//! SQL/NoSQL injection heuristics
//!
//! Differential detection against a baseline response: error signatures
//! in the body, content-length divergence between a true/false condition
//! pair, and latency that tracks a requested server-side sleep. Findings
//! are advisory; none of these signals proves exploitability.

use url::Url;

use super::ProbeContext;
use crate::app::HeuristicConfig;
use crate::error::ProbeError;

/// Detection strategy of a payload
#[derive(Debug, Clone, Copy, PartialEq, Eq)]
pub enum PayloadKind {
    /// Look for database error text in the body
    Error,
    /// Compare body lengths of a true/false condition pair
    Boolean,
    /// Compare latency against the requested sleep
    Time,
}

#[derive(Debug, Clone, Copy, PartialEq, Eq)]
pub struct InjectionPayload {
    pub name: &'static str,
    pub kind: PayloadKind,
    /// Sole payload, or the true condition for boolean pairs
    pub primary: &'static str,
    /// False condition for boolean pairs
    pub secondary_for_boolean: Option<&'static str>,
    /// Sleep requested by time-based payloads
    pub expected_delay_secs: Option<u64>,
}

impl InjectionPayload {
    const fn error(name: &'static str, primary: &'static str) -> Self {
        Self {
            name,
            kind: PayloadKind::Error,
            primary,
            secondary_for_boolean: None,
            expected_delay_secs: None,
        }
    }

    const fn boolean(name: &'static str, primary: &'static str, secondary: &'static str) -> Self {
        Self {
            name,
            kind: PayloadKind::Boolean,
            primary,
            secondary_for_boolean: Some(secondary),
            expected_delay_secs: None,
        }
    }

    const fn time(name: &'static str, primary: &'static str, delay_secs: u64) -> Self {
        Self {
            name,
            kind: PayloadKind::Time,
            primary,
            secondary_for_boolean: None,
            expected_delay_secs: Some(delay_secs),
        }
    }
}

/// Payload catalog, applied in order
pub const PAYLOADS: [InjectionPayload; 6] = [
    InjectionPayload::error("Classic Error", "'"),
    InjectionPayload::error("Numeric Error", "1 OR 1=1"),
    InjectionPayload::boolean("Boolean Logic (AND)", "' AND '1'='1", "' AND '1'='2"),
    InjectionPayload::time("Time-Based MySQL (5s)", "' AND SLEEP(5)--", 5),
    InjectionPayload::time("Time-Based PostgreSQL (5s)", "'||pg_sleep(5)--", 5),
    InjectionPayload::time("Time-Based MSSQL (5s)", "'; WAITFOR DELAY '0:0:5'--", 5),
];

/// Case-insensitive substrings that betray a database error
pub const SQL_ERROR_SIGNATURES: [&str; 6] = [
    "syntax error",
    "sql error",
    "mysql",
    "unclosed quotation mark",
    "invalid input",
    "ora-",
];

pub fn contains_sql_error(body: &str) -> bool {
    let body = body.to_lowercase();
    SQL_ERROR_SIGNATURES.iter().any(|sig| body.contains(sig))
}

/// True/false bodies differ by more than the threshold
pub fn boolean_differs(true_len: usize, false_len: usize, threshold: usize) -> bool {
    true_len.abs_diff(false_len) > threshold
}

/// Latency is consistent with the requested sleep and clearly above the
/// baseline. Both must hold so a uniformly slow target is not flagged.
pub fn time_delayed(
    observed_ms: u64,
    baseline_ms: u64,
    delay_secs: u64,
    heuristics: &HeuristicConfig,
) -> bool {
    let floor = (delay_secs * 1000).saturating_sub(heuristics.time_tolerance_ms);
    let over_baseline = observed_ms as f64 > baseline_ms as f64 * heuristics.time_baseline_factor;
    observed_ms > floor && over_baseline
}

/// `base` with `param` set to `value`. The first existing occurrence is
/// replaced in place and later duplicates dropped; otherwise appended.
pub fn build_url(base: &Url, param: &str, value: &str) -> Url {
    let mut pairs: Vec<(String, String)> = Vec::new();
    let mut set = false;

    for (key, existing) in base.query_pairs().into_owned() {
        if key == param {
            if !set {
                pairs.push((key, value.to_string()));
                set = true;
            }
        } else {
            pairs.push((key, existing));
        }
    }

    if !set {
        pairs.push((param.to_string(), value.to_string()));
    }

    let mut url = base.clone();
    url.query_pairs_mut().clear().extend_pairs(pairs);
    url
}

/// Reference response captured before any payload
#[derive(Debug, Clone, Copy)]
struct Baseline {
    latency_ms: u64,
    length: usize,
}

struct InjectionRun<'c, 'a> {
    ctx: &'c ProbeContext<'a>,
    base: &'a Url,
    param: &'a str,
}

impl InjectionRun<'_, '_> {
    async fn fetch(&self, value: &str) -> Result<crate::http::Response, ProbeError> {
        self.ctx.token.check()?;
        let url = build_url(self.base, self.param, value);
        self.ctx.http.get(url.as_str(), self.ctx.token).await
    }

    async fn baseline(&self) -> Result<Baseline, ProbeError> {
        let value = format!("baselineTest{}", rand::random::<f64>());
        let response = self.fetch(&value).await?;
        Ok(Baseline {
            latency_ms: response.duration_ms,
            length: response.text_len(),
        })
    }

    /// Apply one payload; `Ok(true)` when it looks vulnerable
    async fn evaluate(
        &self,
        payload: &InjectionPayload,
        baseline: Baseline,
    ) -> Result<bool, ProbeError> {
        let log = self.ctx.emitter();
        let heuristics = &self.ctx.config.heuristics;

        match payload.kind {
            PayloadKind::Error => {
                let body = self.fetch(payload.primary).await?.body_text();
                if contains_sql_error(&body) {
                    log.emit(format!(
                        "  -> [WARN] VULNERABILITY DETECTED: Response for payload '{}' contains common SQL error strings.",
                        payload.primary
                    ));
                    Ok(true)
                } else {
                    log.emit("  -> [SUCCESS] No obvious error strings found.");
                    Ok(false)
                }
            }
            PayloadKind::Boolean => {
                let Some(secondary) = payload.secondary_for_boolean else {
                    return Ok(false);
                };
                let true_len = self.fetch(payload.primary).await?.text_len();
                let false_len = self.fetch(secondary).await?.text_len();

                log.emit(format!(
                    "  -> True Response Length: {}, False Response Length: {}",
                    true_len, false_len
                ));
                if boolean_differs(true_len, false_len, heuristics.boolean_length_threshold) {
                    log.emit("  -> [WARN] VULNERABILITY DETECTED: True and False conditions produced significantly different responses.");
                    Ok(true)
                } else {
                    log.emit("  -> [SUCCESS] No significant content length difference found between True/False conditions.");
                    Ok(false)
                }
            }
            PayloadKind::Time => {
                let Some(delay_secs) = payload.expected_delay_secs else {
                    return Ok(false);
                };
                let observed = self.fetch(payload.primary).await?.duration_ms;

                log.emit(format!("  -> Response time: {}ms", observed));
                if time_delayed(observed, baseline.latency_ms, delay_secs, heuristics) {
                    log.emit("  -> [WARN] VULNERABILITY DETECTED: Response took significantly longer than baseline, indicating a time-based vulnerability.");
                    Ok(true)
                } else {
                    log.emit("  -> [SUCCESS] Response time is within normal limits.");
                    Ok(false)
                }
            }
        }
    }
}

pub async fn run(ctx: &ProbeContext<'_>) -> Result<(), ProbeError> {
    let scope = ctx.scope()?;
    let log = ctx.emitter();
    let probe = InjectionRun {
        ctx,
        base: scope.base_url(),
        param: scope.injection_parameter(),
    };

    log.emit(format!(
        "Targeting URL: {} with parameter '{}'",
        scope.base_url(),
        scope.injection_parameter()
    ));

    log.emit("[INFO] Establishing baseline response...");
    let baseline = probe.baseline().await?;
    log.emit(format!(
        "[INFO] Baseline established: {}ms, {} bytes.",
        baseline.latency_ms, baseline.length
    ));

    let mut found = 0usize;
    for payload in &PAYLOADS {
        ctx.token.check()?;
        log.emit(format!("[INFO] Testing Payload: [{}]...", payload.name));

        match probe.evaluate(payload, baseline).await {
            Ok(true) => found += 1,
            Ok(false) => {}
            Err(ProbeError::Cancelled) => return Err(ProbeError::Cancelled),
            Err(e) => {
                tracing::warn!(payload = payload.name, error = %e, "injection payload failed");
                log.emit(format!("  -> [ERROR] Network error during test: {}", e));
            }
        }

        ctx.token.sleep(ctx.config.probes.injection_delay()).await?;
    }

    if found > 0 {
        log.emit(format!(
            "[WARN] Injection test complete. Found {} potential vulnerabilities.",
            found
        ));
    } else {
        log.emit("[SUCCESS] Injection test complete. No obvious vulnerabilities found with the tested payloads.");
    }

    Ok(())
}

==

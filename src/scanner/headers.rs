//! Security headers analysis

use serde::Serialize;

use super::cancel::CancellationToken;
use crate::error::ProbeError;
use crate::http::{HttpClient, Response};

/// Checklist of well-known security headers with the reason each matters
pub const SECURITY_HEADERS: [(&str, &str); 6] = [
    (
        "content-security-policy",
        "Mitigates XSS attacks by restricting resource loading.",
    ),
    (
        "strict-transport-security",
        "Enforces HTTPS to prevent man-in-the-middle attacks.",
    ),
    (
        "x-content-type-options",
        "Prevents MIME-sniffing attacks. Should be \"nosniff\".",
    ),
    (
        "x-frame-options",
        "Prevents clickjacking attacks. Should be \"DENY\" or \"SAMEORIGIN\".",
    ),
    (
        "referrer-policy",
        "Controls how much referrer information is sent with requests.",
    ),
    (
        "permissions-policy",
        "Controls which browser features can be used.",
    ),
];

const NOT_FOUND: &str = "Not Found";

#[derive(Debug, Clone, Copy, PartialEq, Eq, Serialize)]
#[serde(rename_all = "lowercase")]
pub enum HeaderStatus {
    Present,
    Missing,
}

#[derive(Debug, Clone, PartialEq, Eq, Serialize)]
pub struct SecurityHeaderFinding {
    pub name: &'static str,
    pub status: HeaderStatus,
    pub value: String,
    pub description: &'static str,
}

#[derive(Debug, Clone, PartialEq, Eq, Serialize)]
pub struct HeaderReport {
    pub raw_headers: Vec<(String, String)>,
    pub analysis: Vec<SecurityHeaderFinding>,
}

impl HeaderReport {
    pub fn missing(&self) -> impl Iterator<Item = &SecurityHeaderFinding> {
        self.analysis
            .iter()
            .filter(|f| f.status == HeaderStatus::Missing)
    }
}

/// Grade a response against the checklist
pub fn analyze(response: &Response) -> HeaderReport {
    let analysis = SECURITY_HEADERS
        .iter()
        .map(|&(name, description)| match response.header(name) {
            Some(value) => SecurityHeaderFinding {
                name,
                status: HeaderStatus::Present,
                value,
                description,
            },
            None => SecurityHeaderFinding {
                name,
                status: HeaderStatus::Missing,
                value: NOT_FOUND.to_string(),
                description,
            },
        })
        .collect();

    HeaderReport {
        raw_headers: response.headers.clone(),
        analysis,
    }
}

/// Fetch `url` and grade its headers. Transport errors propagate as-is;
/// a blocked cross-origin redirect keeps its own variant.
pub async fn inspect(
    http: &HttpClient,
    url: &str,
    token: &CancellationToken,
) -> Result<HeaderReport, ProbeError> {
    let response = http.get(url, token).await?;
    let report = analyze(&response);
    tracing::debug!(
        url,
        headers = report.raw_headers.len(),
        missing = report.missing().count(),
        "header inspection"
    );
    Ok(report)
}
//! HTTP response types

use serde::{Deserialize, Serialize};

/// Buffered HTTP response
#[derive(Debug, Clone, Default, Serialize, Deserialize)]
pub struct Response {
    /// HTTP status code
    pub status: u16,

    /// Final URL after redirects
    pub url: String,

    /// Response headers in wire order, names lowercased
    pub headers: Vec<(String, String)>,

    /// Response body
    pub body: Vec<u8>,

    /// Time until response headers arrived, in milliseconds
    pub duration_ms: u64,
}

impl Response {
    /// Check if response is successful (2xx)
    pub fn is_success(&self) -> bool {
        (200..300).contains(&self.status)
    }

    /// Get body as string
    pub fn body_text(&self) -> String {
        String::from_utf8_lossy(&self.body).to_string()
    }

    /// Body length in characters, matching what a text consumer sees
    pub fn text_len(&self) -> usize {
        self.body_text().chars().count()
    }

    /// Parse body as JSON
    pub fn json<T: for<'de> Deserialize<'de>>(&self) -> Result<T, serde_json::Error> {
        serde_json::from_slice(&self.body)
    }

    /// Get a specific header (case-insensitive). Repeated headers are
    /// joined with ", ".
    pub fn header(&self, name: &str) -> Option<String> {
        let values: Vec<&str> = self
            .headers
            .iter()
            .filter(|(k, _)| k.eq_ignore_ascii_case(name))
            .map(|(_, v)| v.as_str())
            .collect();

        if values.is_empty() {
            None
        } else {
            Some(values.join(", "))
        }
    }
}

Your assignment :: Please make an exact copy of the lines above from the line with "SQL/NoSQL injection heuristics" through the line with "server-side sleep. Findings", both ends included.

Response to the exercise ::
//! SQL/NoSQL injection heuristics
//!
//! Differential detection against a baseline response: error signatures
//! in the body, content-length divergence between a true/false condition
//! pair, and latency that tracks a requested server-side sleep. Findings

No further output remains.